■ Exercise brief
What lines in the data below mention the string "views"? Copy them out.

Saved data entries
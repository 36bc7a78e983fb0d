use axum::{Json, extract::State};
use seatline_core::engine::{CancelTarget, RegistrationError};
use seatline_sdk::objects::{CancelRequest, CancelResponse};

use super::error::ApiError;
use super::extractors::{ApiJson, ClientIp};
use crate::state::AppState;

/// `POST /events/cancel`
pub async fn cancel(
    State(state): State<AppState>,
    ClientIp(ip): ClientIp,
    ApiJson(request): ApiJson<CancelRequest>,
) -> Result<Json<CancelResponse>, ApiError> {
    super::enforce(state.limiter.check_cancellation(&ip))?;

    let target = CancelTarget::from_parts(request.ticket_number.as_deref(), request.email.as_deref())
        .map_err(RegistrationError::from)?;
    let registration = state.cancellations.cancel(target).await?;

    Ok(Json(CancelResponse {
        message: "Registration cancelled".to_string(),
        ticket_number: registration.ticket_number,
        event_id: registration.event_id,
    }))
}
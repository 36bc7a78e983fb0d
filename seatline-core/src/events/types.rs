//! Event type definitions.

use crate::entities::registration::Registration;

/// Emitted once a registration change has been committed.
#[derive(Debug, Clone)]
pub enum NotificationEvent {
    Registered {
        registration: Registration,
        event_name: String,
    },
    Cancelled {
        registration: Registration,
    },
}

impl NotificationEvent {
    pub fn registration(&self) -> &Registration {
        match self {
            NotificationEvent::Registered { registration, .. } => registration,
            NotificationEvent::Cancelled { registration } => registration,
        }
    }

    pub fn kind(&self) -> &'static str {
        match self {
            NotificationEvent::Registered { .. } => "registered",
            NotificationEvent::Cancelled { .. } => "cancelled",
        }
    }
}
//! Process-local TTL cache for derived read views.
//!
//! The cache is never authoritative. Every write path that changes an
//! aggregate must invalidate the affected keys itself; nothing here tracks
//! dependencies between keys and the store.

use dashmap::DashMap;
use std::future::Future;
use std::sync::Arc;
use std::sync::atomic::{AtomicU64, Ordering};
use std::time::{Duration, Instant};

pub mod views;

pub use views::EventViewCache;

#[derive(Debug, Clone)]
struct CacheEntry<V> {
    value: V,
    expires_at: Instant,
}

impl<V> CacheEntry<V> {
    fn is_live(&self, now: Instant) -> bool {
        now < self.expires_at
    }
}

/// String-keyed cache with a per-entry absolute expiry.
///
/// Cloning is cheap and clones share the same entries.
#[derive(Debug)]
pub struct TtlCache<V> {
    entries: Arc<DashMap<String, CacheEntry<V>>>,
    /// Bumped by every invalidation; a load that straddles one is not stored.
    generation: Arc<AtomicU64>,
}

impl<V> Clone for TtlCache<V> {
    fn clone(&self) -> Self {
        Self {
            entries: self.entries.clone(),
            generation: self.generation.clone(),
        }
    }
}

impl<V> Default for TtlCache<V> {
    fn default() -> Self {
        Self {
            entries: Arc::new(DashMap::new()),
            generation: Arc::new(AtomicU64::new(0)),
        }
    }
}

impl<V: Clone> TtlCache<V> {
    pub fn new() -> Self {
        Self::default()
    }

    pub fn get(&self, key: &str) -> Option<V> {
        self.get_at(key, Instant::now())
    }

    /// Look up `key` as of `now`. An expired entry is evicted and reported as a miss.
    pub fn get_at(&self, key: &str, now: Instant) -> Option<V> {
        match self.entries.get(key) {
            None => return None,
            Some(entry) if entry.is_live(now) => return Some(entry.value.clone()),
            Some(_) => {}
        }
        self.entries.remove_if(key, |_, entry| !entry.is_live(now));
        None
    }

    pub fn set(&self, key: impl Into<String>, value: V, ttl: Duration) {
        self.set_at(key, value, ttl, Instant::now());
    }

    pub fn set_at(&self, key: impl Into<String>, value: V, ttl: Duration, now: Instant) {
        self.entries.insert(
            key.into(),
            CacheEntry {
                value,
                expires_at: now + ttl,
            },
        );
    }

    /// Remove the given keys. Returns how many were present.
    pub fn delete<K: AsRef<str>>(&self, keys: &[K]) -> usize {
        self.generation.fetch_add(1, Ordering::AcqRel);
        keys.iter()
            .filter(|key| self.entries.remove(key.as_ref()).is_some())
            .count()
    }

    /// Remove every key containing `pattern`. Returns how many were removed.
    pub fn invalidate_pattern(&self, pattern: &str) -> usize {
        self.generation.fetch_add(1, Ordering::AcqRel);
        let keys: Vec<String> = self
            .entries
            .iter()
            .filter(|entry| entry.key().contains(pattern))
            .map(|entry| entry.key().clone())
            .collect();
        keys.iter()
            .filter(|key| self.entries.remove(key.as_str()).is_some())
            .count()
    }

    pub fn sweep(&self) -> usize {
        self.sweep_at(Instant::now())
    }

    /// Evict everything expired as of `now`. Returns how many were evicted.
    pub fn sweep_at(&self, now: Instant) -> usize {
        let expired: Vec<String> = self
            .entries
            .iter()
            .filter(|entry| !entry.value().is_live(now))
            .map(|entry| entry.key().clone())
            .collect();
        expired
            .iter()
            .filter(|key| {
                self.entries
                    .remove_if(key.as_str(), |_, entry| !entry.is_live(now))
                    .is_some()
            })
            .count()
    }

    pub fn len(&self) -> usize {
        self.entries.len()
    }

    pub fn is_empty(&self) -> bool {
        self.entries.is_empty()
    }

    /// Read-through lookup.
    ///
    /// On a miss the loader runs; a `Some` result is stored for `ttl` unless
    /// the cache was invalidated while the loader was running. Loader errors
    /// and `None` results are returned without touching the cache.
    pub async fn get_or_load<F, Fut, E>(
        &self,
        key: &str,
        ttl: Duration,
        loader: F,
    ) -> Result<Option<V>, E>
    where
        F: FnOnce() -> Fut,
        Fut: Future<Output = Result<Option<V>, E>>,
    {
        if let Some(hit) = self.get(key) {
            return Ok(Some(hit));
        }
        let generation = self.generation.load(Ordering::Acquire);
        let loaded = loader().await?;
        if let Some(value) = &loaded {
            if self.generation.load(Ordering::Acquire) == generation {
                self.set(key, value.clone(), ttl);
            }
        }
        Ok(loaded)
    }
}

#[cfg(test)]
mod tests {
    use super::*;

    const TTL: Duration = Duration::from_secs(60);

    #[test]
    fn entries_expire_and_are_evicted_on_read() {
        let cache = TtlCache::new();
        let start = Instant::now();
        cache.set_at("event:a:with_count", 1, TTL, start);

        assert_eq!(cache.get_at("event:a:with_count", start), Some(1));
        assert_eq!(
            cache.get_at("event:a:with_count", start + Duration::from_secs(59)),
            Some(1)
        );
        assert_eq!(cache.get_at("event:a:with_count", start + TTL), None);
        assert!(cache.is_empty());
    }

    #[test]
    fn set_overwrites_and_delete_reports_present_keys() {
        let cache = TtlCache::new();
        cache.set("a", 1, TTL);
        cache.set("a", 2, TTL);
        assert_eq!(cache.get("a"), Some(2));
        assert_eq!(cache.delete(&["a", "missing"]), 1);
        assert_eq!(cache.get("a"), None);
    }

    #[test]
    fn invalidate_pattern_matches_substrings() {
        let cache = TtlCache::new();
        cache.set("events:with_counts", 0, TTL);
        cache.set("event:a:with_count", 0, TTL);
        cache.set("event:b:with_count", 0, TTL);
        cache.set("site:footer", 0, TTL);

        assert_eq!(cache.invalidate_pattern(":a:"), 1);
        assert_eq!(cache.invalidate_pattern("event"), 2);
        assert_eq!(cache.len(), 1);
        assert_eq!(cache.get("site:footer"), Some(0));
    }

    #[test]
    fn sweep_only_removes_expired_entries() {
        let cache = TtlCache::new();
        let start = Instant::now();
        cache.set_at("short", 1, Duration::from_secs(1), start);
        cache.set_at("long", 2, Duration::from_secs(100), start);

        assert_eq!(cache.sweep_at(start), 0);
        assert_eq!(cache.sweep_at(start + Duration::from_secs(5)), 1);
        assert_eq!(cache.len(), 1);
        assert_eq!(cache.get_at("long", start + Duration::from_secs(5)), Some(2));
    }

    #[tokio::test]
    async fn get_or_load_populates_on_miss_only() {
        let cache = TtlCache::new();
        let calls = AtomicU64::new(0);
        for _ in 0..3 {
            let loaded: Result<_, ()> = cache
                .get_or_load("k", TTL, || async {
                    calls.fetch_add(1, Ordering::SeqCst);
                    Ok(Some(7))
                })
                .await;
            assert_eq!(loaded, Ok(Some(7)));
        }
        assert_eq!(calls.load(Ordering::SeqCst), 1);
    }

    #[tokio::test]
    async fn get_or_load_does_not_cache_errors_or_none() {
        let cache: TtlCache<i32> = TtlCache::new();
        let err = cache
            .get_or_load("k", TTL, || async { Err::<Option<i32>, _>("store down") })
            .await;
        assert_eq!(err, Err("store down"));
        let none: Result<_, ()> = cache.get_or_load("k", TTL, || async { Ok(None) }).await;
        assert_eq!(none, Ok(None));
        assert!(cache.is_empty());
    }

    #[tokio::test]
    async fn load_straddling_an_invalidation_is_not_stored() {
        let cache = TtlCache::new();
        let inner = cache.clone();
        let loaded: Result<_, ()> = cache
            .get_or_load("k", TTL, || async move {
                inner.delete(&["k"]);
                Ok(Some(1))
            })
            .await;
        assert_eq!(loaded, Ok(Some(1)));
        assert_eq!(cache.get("k"), None);
    }
}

■ Solution to this problem
//! Process-local TTL cache for derived read views.
pub mod views;
pub use views::EventViewCache;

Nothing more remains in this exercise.